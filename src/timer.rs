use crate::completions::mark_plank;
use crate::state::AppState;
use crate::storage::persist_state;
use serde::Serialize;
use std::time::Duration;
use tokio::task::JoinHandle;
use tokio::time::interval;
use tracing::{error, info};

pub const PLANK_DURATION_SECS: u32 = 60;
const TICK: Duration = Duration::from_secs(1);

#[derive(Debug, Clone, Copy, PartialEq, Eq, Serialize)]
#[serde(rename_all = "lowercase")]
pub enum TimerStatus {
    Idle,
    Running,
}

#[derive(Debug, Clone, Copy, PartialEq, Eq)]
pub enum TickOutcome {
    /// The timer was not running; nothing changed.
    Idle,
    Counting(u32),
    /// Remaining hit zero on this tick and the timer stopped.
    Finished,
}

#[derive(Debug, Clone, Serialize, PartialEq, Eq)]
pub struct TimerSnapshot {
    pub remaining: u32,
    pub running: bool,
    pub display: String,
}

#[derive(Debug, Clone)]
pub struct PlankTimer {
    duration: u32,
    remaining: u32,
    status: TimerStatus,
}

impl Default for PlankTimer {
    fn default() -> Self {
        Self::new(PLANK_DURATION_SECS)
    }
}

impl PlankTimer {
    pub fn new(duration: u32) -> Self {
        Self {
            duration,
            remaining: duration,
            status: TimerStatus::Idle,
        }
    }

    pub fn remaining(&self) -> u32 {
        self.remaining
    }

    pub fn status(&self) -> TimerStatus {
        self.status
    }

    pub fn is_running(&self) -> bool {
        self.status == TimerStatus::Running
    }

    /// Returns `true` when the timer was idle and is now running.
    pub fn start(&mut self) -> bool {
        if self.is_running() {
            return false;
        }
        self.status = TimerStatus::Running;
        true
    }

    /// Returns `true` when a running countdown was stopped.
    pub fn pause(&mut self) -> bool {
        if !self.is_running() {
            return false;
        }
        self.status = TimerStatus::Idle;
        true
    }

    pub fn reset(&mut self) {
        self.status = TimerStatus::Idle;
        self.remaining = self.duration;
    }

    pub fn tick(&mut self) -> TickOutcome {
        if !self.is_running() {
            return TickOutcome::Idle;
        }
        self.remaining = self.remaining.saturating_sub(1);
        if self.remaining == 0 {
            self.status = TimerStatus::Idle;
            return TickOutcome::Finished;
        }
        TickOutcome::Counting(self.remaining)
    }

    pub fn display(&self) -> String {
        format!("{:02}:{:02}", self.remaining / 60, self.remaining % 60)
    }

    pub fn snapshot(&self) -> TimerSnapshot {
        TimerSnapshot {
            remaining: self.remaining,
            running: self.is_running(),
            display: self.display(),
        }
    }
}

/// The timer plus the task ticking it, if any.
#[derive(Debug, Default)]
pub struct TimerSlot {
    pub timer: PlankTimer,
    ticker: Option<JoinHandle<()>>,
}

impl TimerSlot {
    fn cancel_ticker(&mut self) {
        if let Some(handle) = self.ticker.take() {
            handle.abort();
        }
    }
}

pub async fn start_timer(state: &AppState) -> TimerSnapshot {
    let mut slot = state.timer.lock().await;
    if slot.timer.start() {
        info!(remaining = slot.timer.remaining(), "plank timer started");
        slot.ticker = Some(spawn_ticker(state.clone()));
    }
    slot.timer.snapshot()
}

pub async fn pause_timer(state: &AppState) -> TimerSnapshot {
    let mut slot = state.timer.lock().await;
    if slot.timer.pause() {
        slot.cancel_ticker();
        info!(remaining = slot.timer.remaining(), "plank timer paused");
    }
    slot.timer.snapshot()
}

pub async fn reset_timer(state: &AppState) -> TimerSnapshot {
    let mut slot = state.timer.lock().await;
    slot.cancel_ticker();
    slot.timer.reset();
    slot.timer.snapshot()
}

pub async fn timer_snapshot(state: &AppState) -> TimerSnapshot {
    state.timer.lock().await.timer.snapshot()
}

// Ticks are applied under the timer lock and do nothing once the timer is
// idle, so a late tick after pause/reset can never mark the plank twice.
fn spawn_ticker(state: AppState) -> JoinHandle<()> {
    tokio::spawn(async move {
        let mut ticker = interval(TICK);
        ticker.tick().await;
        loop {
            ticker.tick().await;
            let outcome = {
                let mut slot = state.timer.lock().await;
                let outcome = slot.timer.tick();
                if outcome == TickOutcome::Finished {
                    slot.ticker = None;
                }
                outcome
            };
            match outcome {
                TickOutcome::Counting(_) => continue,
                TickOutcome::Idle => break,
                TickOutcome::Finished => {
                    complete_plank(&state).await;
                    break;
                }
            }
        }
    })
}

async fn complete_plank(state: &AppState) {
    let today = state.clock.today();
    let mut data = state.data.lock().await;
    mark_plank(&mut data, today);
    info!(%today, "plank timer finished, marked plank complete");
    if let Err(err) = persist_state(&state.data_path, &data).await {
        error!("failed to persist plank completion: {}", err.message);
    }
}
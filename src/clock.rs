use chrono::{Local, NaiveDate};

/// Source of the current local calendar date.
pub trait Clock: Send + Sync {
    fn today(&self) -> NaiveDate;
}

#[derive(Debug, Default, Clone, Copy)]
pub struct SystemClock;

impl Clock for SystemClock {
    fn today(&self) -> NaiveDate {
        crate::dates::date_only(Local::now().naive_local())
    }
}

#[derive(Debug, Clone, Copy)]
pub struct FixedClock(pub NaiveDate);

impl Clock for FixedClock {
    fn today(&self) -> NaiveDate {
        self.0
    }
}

-*-

INSTRUCTIONS TO FOLLOW: All the entries above should come back exactly as they are written.

ANSWER TO THE PROBLEM:
filename src/timer.rs
use crate::completions::mark_plank;
use crate::state::AppState;
use crate::storage::persist_state;
use serde::Serialize;
use std::time::Duration;
use tokio::task::JoinHandle;
use tokio::time::interval;
use tracing::{error, info};

pub const PLANK_DURATION_SECS: u32 = 60;
const TICK: Duration = Duration::from_secs(1);

#[derive(Debug, Clone, Copy, PartialEq, Eq, Serialize)]
#[serde(rename_all = "lowercase")]
pub enum TimerStatus {
    Idle,
    Running,
}

#[derive(Debug, Clone, Copy, PartialEq, Eq)]
pub enum TickOutcome {
    /// The timer was not running; nothing changed.
    Idle,
    Counting(u32),
    /// Remaining hit zero on this tick and the timer stopped.
    Finished,
}

#[derive(Debug, Clone, Serialize, PartialEq, Eq)]
pub struct TimerSnapshot {
    pub remaining: u32,
    pub running: bool,
    pub display: String,
}

#[derive(Debug, Clone)]
pub struct PlankTimer {
    duration: u32,
    remaining: u32,
    status: TimerStatus,
}

impl Default for PlankTimer {
    fn default() -> Self {
        Self::new(PLANK_DURATION_SECS)
    }
}

impl PlankTimer {
    pub fn new(duration: u32) -> Self {
        Self {
            duration,
            remaining: duration,
            status: TimerStatus::Idle,
        }
    }

    pub fn remaining(&self) -> u32 {
        self.remaining
    }

    pub fn status(&self) -> TimerStatus {
        self.status
    }

    pub fn is_running(&self) -> bool {
        self.status == TimerStatus::Running
    }

    /// Returns `true` when the timer was idle and is now running.
    pub fn start(&mut self) -> bool {
        if self.is_running() {
            return false;
        }
        self.status = TimerStatus::Running;
        true
    }

    /// Returns `true` when a running countdown was stopped.
    pub fn pause(&mut self) -> bool {
        if !self.is_running() {
            return false;
        }
        self.status = TimerStatus::Idle;
        true
    }

    pub fn reset(&mut self) {
        self.status = TimerStatus::Idle;
        self.remaining = self.duration;
    }

    pub fn tick(&mut self) -> TickOutcome {
        if !self.is_running() {
            return TickOutcome::Idle;
        }
        self.remaining = self.remaining.saturating_sub(1);
        if self.remaining == 0 {
            self.status = TimerStatus::Idle;
            return TickOutcome::Finished;
        }
        TickOutcome::Counting(self.remaining)
    }

    pub fn display(&self) -> String {
        format!("{:02}:{:02}", self.remaining / 60, self.remaining % 60)
    }

    pub fn snapshot(&self) -> TimerSnapshot {
        TimerSnapshot {
            remaining: self.remaining,
            running: self.is_running(),
            display: self.display(),
        }
    }
}

/// The timer plus the task ticking it, if any.
#[derive(Debug, Default)]
pub struct TimerSlot {
    pub timer: PlankTimer,
    ticker: Option<JoinHandle<()>>,
}

impl TimerSlot {
    fn cancel_ticker(&mut self) {
        if let Some(handle) = self.ticker.take() {
            handle.abort();
        }
    }
}

pub async fn start_timer(state: &AppState) -> TimerSnapshot {
    let mut slot = state.timer.lock().await;
    if slot.timer.start() {
        info!(remaining = slot.timer.remaining(), "plank timer started");
        slot.ticker = Some(spawn_ticker(state.clone()));
    }
    slot.timer.snapshot()
}

pub async fn pause_timer(state: &AppState) -> TimerSnapshot {
    let mut slot = state.timer.lock().await;
    if slot.timer.pause() {
        slot.cancel_ticker();
        info!(remaining = slot.timer.remaining(), "plank timer paused");
    }
    slot.timer.snapshot()
}

pub async fn reset_timer(state: &AppState) -> TimerSnapshot {
    let mut slot = state.timer.lock().await;
    slot.cancel_ticker();
    slot.timer.reset();
    slot.timer.snapshot()
}

pub async fn timer_snapshot(state: &AppState) -> TimerSnapshot {
    state.timer.lock().await.timer.snapshot()
}

// Ticks are applied under the timer lock and do nothing once the timer is
// idle, so a late tick after pause/reset can never mark the plank twice.
fn spawn_ticker(state: AppState) -> JoinHandle<()> {
    tokio::spawn(async move {
        let mut ticker = interval(TICK);
        ticker.tick().await;
        loop {
            ticker.tick().await;
            let outcome = {
                let mut slot = state.timer.lock().await;
                let outcome = slot.timer.tick();
                if outcome == TickOutcome::Finished {
                    slot.ticker = None;
                }
                outcome
            };
            match outcome {
                TickOutcome::Counting(_) => continue,
                TickOutcome::Idle => break,
                TickOutcome::Finished => {
                    complete_plank(&state).await;
                    break;
                }
            }
        }
    })
}

async fn complete_plank(state: &AppState) {
    let today = state.clock.today();
    let mut data = state.data.lock().await;
    mark_plank(&mut data, today);
    info!(%today, "plank timer finished, marked plank complete");
    if let Err(err) = persist_state(&state.data_path, &data).await {
        error!("failed to persist plank completion: {}", err.message);
    }
}
filename src/clock.rs
use chrono::{Local, NaiveDate};

/// Source of the current local calendar date.
pub trait Clock: Send + Sync {
    fn today(&self) -> NaiveDate;
}

#[derive(Debug, Default, Clone, Copy)]
pub struct SystemClock;

impl Clock for SystemClock {
    fn today(&self) -> NaiveDate {
        crate::dates::date_only(Local::now().naive_local())
    }
}

#[derive(Debug, Clone, Copy)]
pub struct FixedClock(pub NaiveDate);

impl Clock for FixedClock {
    fn today(&self) -> NaiveDate {
        self.0
    }
}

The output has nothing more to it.